### Brief:
Beginning at the line that includes "and flags are" in the entries below, print each line exactly as it appears, through the last one.

Dataset items:
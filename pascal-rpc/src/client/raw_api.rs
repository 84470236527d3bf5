// Copyright (C) 2025 The pascal-rs Authors.
//
// client/raw_api.rs file belongs to the pascal-rs project and is free
// software distributed under the MIT software license, see the
// accompanying file LICENSE in the main directory of the
// repository or http://www.opensource.org/licenses/mit-license.php
// for more details.
//
// Redistribution and use in source and binary forms with or without
// modifications are permitted.

//! One async method per node RPC method.
//!
//! Arguments are sent under the node's parameter names. Counts and flags are
//! converted to Rust scalars, every other result is returned as JSON for the
//! rich API (or the caller) to map.

use super::fields::{value_to_bool, value_to_i64, value_to_u64};
use super::params::{
    AccountAndKey, AccountFilter, KeyArgs, MultiOperationChange, MultiOperationReceiver,
    MultiOperationSender, OfflineSigning, OperationOptions, RpcParams,
};
use super::RpcDispatcher;
use crate::{RpcError, RpcResult};
use pascal_config::EndPoint;
use pascal_primitives::{EcCurve, HexaString, OperationHash, PascalCurrency, PayloadMethod};
use serde_json::Value;

/// Raw node API.
#[derive(Clone, Debug)]
pub struct RawApi {
    dispatcher: RpcDispatcher,
}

### Written solution:
//! Arguments are sent under the node's parameter names. Counts and flags are
//! converted to Rust scalars, every other result is returned as JSON for the
//! rich API (or the caller) to map.

use super::fields::{value_to_bool, value_to_i64, value_to_u64};
use super::params::{
    AccountAndKey, AccountFilter, KeyArgs, MultiOperationChange, MultiOperationReceiver,
    MultiOperationSender, OfflineSigning, OperationOptions, RpcParams,
};
use super::RpcDispatcher;
use crate::{RpcError, RpcResult};
use pascal_config::EndPoint;
use pascal_primitives::{EcCurve, HexaString, OperationHash, PascalCurrency, PayloadMethod};
use serde_json::Value;

/// Raw node API.
#[derive(Clone, Debug)]
pub struct RawApi {
    dispatcher: RpcDispatcher,
}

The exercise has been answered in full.